### WORK INSTRUCTIONS:
What lines of the data include the string "GenerationService"? Copy them all.

### Collected data:
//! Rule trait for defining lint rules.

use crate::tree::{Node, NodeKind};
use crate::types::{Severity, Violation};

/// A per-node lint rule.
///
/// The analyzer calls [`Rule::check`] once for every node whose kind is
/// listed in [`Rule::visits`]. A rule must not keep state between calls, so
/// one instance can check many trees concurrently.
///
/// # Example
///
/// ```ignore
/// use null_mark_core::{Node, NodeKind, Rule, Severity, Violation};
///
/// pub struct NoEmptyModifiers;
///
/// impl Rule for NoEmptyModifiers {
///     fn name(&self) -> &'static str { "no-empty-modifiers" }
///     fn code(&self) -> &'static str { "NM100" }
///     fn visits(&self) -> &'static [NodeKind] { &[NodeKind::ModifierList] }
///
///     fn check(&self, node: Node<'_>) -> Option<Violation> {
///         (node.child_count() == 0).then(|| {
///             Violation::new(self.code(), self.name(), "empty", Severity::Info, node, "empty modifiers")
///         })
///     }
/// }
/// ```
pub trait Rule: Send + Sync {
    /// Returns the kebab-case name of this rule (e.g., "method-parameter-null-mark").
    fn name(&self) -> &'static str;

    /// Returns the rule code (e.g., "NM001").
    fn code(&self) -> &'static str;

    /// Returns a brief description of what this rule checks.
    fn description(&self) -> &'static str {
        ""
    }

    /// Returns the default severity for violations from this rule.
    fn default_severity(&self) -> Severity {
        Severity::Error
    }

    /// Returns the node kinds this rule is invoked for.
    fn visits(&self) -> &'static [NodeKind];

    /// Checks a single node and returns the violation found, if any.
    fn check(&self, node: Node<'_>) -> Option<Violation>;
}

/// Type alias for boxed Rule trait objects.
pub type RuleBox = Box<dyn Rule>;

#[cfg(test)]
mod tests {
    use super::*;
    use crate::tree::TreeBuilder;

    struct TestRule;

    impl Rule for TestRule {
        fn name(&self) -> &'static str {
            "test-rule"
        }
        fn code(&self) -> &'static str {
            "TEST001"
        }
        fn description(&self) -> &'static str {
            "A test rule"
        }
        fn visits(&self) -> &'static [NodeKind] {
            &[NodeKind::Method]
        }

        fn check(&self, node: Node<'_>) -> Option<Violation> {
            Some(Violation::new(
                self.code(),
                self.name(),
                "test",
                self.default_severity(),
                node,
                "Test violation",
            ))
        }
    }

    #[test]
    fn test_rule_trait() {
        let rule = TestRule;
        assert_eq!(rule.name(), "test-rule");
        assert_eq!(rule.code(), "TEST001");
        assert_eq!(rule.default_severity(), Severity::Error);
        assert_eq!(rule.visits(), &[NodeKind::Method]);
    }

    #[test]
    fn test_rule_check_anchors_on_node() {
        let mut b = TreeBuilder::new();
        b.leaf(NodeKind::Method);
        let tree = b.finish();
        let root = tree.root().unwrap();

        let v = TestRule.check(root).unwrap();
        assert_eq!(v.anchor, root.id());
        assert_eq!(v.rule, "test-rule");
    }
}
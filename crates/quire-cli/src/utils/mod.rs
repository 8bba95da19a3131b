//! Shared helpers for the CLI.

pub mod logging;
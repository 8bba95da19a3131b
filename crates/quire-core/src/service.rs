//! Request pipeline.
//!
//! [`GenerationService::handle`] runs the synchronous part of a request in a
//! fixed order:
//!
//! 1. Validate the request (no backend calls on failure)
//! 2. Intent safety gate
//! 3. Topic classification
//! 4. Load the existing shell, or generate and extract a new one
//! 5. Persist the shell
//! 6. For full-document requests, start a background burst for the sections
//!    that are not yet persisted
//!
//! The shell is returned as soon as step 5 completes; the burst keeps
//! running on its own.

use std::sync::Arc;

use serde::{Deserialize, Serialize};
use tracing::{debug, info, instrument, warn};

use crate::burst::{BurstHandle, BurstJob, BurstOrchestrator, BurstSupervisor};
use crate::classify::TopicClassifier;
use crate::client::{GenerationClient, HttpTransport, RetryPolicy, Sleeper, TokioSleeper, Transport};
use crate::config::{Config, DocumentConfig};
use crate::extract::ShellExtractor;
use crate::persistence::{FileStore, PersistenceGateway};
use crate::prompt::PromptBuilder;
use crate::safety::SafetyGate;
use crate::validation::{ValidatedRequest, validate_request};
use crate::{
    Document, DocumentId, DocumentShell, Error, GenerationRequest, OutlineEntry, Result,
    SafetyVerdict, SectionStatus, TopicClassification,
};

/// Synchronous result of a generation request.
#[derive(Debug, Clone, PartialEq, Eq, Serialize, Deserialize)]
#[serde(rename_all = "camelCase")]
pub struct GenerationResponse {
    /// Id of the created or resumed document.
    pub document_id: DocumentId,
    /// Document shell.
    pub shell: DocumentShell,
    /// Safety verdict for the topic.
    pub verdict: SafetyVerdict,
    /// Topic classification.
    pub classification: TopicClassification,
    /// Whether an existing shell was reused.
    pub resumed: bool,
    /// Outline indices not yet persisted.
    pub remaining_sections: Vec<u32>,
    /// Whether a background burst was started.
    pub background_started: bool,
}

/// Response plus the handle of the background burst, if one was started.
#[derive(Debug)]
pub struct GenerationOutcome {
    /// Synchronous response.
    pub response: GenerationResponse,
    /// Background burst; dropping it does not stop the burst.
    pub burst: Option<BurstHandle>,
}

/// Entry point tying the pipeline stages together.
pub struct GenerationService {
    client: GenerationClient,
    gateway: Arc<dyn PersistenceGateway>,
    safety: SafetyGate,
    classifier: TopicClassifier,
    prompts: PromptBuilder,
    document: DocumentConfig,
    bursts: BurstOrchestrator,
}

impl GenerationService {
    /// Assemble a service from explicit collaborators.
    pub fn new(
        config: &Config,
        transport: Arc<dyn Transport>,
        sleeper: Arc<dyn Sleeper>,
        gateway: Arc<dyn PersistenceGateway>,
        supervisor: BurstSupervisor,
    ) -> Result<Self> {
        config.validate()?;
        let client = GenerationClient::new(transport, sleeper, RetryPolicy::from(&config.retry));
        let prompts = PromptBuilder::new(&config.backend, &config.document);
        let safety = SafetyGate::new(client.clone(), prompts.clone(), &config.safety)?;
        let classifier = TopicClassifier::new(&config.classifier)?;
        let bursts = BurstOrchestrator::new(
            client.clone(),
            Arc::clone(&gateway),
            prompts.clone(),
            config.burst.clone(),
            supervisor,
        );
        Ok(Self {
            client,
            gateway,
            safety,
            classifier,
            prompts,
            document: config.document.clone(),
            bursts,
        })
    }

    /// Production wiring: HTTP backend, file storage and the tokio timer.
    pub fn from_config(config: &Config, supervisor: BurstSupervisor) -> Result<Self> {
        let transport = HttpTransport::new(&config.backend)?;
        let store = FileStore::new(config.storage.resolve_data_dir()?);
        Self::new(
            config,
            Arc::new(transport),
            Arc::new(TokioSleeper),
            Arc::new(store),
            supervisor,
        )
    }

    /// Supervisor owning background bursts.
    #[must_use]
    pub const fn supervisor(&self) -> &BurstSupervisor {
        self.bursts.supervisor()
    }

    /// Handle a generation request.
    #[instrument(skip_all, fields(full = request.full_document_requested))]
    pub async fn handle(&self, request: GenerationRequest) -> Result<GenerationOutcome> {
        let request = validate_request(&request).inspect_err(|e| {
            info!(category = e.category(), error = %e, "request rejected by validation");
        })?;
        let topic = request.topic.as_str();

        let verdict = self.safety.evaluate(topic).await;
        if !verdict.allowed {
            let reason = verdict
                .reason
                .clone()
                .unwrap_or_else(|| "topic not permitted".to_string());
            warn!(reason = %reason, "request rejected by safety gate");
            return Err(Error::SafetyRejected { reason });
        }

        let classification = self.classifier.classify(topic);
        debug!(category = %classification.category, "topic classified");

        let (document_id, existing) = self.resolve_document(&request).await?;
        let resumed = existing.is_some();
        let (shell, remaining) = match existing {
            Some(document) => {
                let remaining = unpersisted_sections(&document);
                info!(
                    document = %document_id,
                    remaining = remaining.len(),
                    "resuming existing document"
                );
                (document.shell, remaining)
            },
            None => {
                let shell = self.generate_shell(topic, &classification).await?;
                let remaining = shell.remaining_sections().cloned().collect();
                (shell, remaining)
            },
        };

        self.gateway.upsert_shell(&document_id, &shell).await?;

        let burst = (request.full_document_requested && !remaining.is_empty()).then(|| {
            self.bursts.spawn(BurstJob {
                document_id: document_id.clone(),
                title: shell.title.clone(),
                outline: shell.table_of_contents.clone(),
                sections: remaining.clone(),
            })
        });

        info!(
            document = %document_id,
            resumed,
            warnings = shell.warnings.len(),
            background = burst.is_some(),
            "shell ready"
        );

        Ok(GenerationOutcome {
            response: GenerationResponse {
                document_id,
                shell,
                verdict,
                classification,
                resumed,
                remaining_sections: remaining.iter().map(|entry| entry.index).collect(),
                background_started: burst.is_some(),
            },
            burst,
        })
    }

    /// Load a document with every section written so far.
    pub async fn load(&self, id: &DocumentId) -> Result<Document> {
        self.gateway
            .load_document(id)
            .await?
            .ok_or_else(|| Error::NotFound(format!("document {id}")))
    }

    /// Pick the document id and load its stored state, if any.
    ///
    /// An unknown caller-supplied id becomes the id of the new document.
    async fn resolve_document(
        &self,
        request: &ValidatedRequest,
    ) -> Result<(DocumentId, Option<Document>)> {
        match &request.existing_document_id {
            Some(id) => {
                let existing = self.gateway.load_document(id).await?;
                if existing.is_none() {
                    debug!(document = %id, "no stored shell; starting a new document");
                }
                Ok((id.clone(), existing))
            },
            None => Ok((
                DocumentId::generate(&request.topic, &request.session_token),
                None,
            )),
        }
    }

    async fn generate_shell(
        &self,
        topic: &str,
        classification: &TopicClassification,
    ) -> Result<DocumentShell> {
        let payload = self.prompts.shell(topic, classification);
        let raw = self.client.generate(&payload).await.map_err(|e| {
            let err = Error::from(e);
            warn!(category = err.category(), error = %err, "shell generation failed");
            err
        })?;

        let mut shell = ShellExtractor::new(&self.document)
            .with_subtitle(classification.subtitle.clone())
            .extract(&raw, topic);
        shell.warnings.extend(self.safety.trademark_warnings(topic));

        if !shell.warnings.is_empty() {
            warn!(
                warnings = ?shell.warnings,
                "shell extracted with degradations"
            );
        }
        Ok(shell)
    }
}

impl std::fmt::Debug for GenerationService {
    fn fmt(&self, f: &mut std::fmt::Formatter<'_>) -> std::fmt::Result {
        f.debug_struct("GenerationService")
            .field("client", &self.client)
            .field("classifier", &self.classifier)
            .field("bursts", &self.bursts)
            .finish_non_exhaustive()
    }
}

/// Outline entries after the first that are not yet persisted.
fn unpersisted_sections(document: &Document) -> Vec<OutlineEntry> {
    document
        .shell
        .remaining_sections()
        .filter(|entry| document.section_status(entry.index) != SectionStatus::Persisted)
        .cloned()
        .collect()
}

### SOLUTION BELOW:
//! [`GenerationService::handle`] runs the synchronous part of a request in a
pub struct GenerationService {
impl GenerationService {
impl std::fmt::Debug for GenerationService {
        f.debug_struct("GenerationService")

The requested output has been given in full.